The Centers for Disease Control and Prevention (CDC) estimate that more than half of the BRCA1 and BRCA2 mutations in women eventually lead to breast cancer by the age of 70. For ovarian cancer, the statistics predict 30% will develop the disease by the same age.
“Managing cancer risk by combining our rigorously validated panel of hereditary cancer tests, like Focus::HERSite, with the insights and guidance provided by board-certified genetic counselors allows patients to have confidence that a highly-informed and personalized preventive plan is being created for their needs,” said Daniel Duncan, MD, Cancer Genetics’ medical director.
“Our new panel, Focus::HERSite, will enable healthcare providers and community genetic counselors to identify women at a high risk for breast and ovarian cancer, enabling individualized risk management and intervention as needed. Additionally, the hereditary offering will include comprehensive coverage of the genes BRCA1 and BRCA2, with the ability to detect large genomic rearrangements, duplications, and deletions in those genes, which are often overlooked or missed by companies using only hotspot based panels without in-depth profiling,” Duncan added.

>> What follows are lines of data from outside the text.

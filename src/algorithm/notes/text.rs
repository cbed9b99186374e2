//! Note text normalization

use regex::Regex;

use crate::error::Result;

/// Ordered substitutions applied after lowercasing
const SUBSTITUTIONS: [(&str, &str); 7] = [
    (r"\[(.*?)\]", ""),
    (r"[0-9]+\.", ""),
    (r"dr\.", "doctor"),
    (r"m\.d\.", "md"),
    (r"admission date:", ""),
    (r"discharge date:", ""),
    (r"--|__|==", ""),
];

/// Normalizes raw note text before chunking
#[derive(Debug, Clone)]
pub struct NoteCleaner {
    substitutions: Vec<(Regex, &'static str)>,
}

impl NoteCleaner {
    /// Compile the substitution patterns
    pub fn new() -> Result<Self> {
        let substitutions = SUBSTITUTIONS
            .iter()
            .map(|&(pattern, replacement)| Ok((Regex::new(pattern)?, replacement)))
            .collect::<Result<Vec<_>>>()?;
        Ok(Self { substitutions })
    }

    /// Clean one note
    ///
    /// Missing text becomes a single space. Line breaks turn into spaces, the
    /// text is trimmed and lowercased, then bracketed de-identification
    /// placeholders, list numbering, date headers and separator runs are
    /// removed and the `dr.`/`m.d.` abbreviations expanded.
    #[must_use]
    pub fn clean(&self, text: Option<&str>) -> String {
        let Some(text) = text else {
            return " ".to_string();
        };
        let mut cleaned = text
            .replace(['\n', '\r'], " ")
            .trim()
            .to_lowercase();
        for (pattern, replacement) in &self.substitutions {
            cleaned = pattern.replace_all(&cleaned, *replacement).into_owned();
        }
        cleaned
    }
}

#[cfg(test)]
mod tests {
    use super::*;

    #[test]
    fn test_clean_removes_placeholders_and_headers() {
        let cleaner = NoteCleaner::new().unwrap();
        let raw = "Admission Date: [**2150-1-1**]\nDischarge Date: [**2150-1-5**]\r\n\
                   1. Seen by Dr. Smith M.D. ---- ok";
        assert_eq!(
            cleaner.clean(Some(raw)),
            "      seen by doctor smith md  ok"
        );
    }

    #[test]
    fn test_clean_missing_text() {
        let cleaner = NoteCleaner::new().unwrap();
        assert_eq!(cleaner.clean(None), " ");
        assert_eq!(cleaner.clean(Some("  Plain\nTEXT  ")), "plain text");
    }

    #[test]
    fn test_numbers_without_dot_survive() {
        let cleaner = NoteCleaner::new().unwrap();
        assert_eq!(cleaner.clean(Some("bp 120/80. hr 72")), "bp 120/ hr 72");
    }
}
//! Dataset construction algorithms
//!
//! Readmission labeling, note selection and chunking, and the balanced
//! train/validation/test split.

pub mod labeling;
pub mod notes;
pub mod split;

pub use labeling::{AdmissionLabeler, LabelingOutcome};
pub use notes::{AdmissionDocument, NoteChunker, NoteCleaner, NoteWindow};
pub use split::{SplitKind, SplitPlan, SplitSampler, WindowSplits};
//! Persistent vocabulary storage
//!
//! Vocabularies are shared across pipeline runs and must never be re-indexed
//! once written. Every access goes through [`VocabularyStore::get_or_create`]:
//! a stored vocabulary is returned as-is, and a missing one is built, written
//! and returned.

use std::io::{self, BufWriter};
use std::path::{Path, PathBuf};
use std::sync::{Mutex, PoisonError};

use rustc_hash::FxHashMap;
use tempfile::NamedTempFile;

use crate::error::util::ensure_output_directory;
use crate::error::{PrepError, Result};
use crate::vocab::vocabulary::Vocabulary;

/// The vocabularies produced by the pipeline
#[derive(Debug, Clone, Copy, PartialEq, Eq, Hash)]
pub enum VocabularyKind {
    /// Full diagnosis and procedure ICD codes
    Icd,
    /// Hierarchy-reduced ICD codes
    IcdHierarchy,
    /// CCS group codes
    Group,
    /// National Drug Codes
    Ndc,
    /// Drug concept identifiers
    Concept,
}

impl VocabularyKind {
    /// Every vocabulary kind
    pub const ALL: [Self; 5] = [
        Self::Icd,
        Self::IcdHierarchy,
        Self::Group,
        Self::Ndc,
        Self::Concept,
    ];

    /// File name used by file-backed stores
    #[must_use]
    pub const fn file_name(self) -> &'static str {
        match self {
            Self::Icd => "Icd9ToIdx.json",
            Self::IcdHierarchy => "smallIcd9ToIdx.json",
            Self::Group => "CCSToIdx.json",
            Self::Ndc => "NDCToIdx.json",
            Self::Concept => "cui_NDCToIdx.json",
        }
    }
}

/// A vocabulary together with whether this call created it
#[derive(Debug, Clone, PartialEq, Eq)]
pub struct StoredVocabulary {
    /// The stored vocabulary
    pub vocabulary: Vocabulary,
    /// `true` when the vocabulary was built by this call
    pub created: bool,
}

/// Key-value store of vocabularies
pub trait VocabularyStore: Send + Sync {
    /// Return the stored vocabulary for `kind`, building and storing it with
    /// `build` if none exists yet
    fn get_or_create<F>(&self, kind: VocabularyKind, build: F) -> Result<StoredVocabulary>
    where
        F: FnOnce() -> Vocabulary;
}

/// Vocabulary store backed by JSON files in one directory
#[derive(Debug, Clone)]
pub struct FileVocabularyStore {
    dir: PathBuf,
}

impl FileVocabularyStore {
    /// Open a store rooted at `dir`, creating the directory if needed
    pub fn new(dir: impl Into<PathBuf>) -> Result<Self> {
        let dir = dir.into();
        ensure_output_directory(&dir, "vocabulary files")?;
        Ok(Self { dir })
    }

    /// Directory holding the vocabulary files
    #[must_use]
    pub fn dir(&self) -> &Path {
        &self.dir
    }

    /// Location of the file for `kind`
    #[must_use]
    pub fn path_for(&self, kind: VocabularyKind) -> PathBuf {
        self.dir.join(kind.file_name())
    }

    fn load_existing(path: &Path, kind: VocabularyKind) -> Result<StoredVocabulary> {
        log::info!(
            "{kind:?} vocabulary already stored at {}, skipping generation",
            path.display()
        );
        Ok(StoredVocabulary {
            vocabulary: Vocabulary::load(path)?,
            created: false,
        })
    }
}

impl VocabularyStore for FileVocabularyStore {
    fn get_or_create<F>(&self, kind: VocabularyKind, build: F) -> Result<StoredVocabulary>
    where
        F: FnOnce() -> Vocabulary,
    {
        let path = self.path_for(kind);
        if path.is_file() {
            return Self::load_existing(&path, kind);
        }

        let vocabulary = build();

        // Stage next to the target and refuse to clobber, so a concurrent
        // writer that got there first wins and its file is used instead.
        let mut staged =
            NamedTempFile::new_in(&self.dir).map_err(|e| PrepError::io_at(&self.dir, e))?;
        vocabulary.write_to(BufWriter::new(staged.as_file_mut()), &path)?;

        match staged.persist_noclobber(&path) {
            Ok(_) => {
                log::info!(
                    "Wrote {kind:?} vocabulary with {} codes to {}",
                    vocabulary.len(),
                    path.display()
                );
                Ok(StoredVocabulary {
                    vocabulary,
                    created: true,
                })
            }
            Err(e) if e.error.kind() == io::ErrorKind::AlreadyExists => {
                Self::load_existing(&path, kind)
            }
            Err(e) => Err(PrepError::io_at(&path, e.error)),
        }
    }
}

/// In-memory vocabulary store
#[derive(Debug, Default)]
pub struct MemoryVocabularyStore {
    entries: Mutex<FxHashMap<VocabularyKind, Vocabulary>>,
}

impl MemoryVocabularyStore {
    /// Create an empty store
    #[must_use]
    pub fn new() -> Self {
        Self::default()
    }

    /// Stored vocabulary for `kind`, if any
    #[must_use]
    pub fn get(&self, kind: VocabularyKind) -> Option<Vocabulary> {
        self.entries
            .lock()
            .unwrap_or_else(PoisonError::into_inner)
            .get(&kind)
            .cloned()
    }
}

impl VocabularyStore for MemoryVocabularyStore {
    fn get_or_create<F>(&self, kind: VocabularyKind, build: F) -> Result<StoredVocabulary>
    where
        F: FnOnce() -> Vocabulary,
    {
        let mut entries = self.entries.lock().unwrap_or_else(PoisonError::into_inner);
        if let Some(existing) = entries.get(&kind) {
            return Ok(StoredVocabulary {
                vocabulary: existing.clone(),
                created: false,
            });
        }
        let vocabulary = build();
        entries.insert(kind, vocabulary.clone());
        Ok(StoredVocabulary {
            vocabulary,
            created: true,
        })
    }
}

According to Cancer.net, a diagnosis of HBOC should be considered whenever there are several cases of breast cancer and/or ovarian cancer on the same side of the family. Chances of having HBOC in the family increase when: One of these cancers is diagnosed in one or more women at age 45 or younger; there are records of one of the two cancers in multiple generations; a woman is diagnosed with a second breast cancer in the same or the other breast, or has both cancers; or when a male relative is diagnosed with breast cancer, among others.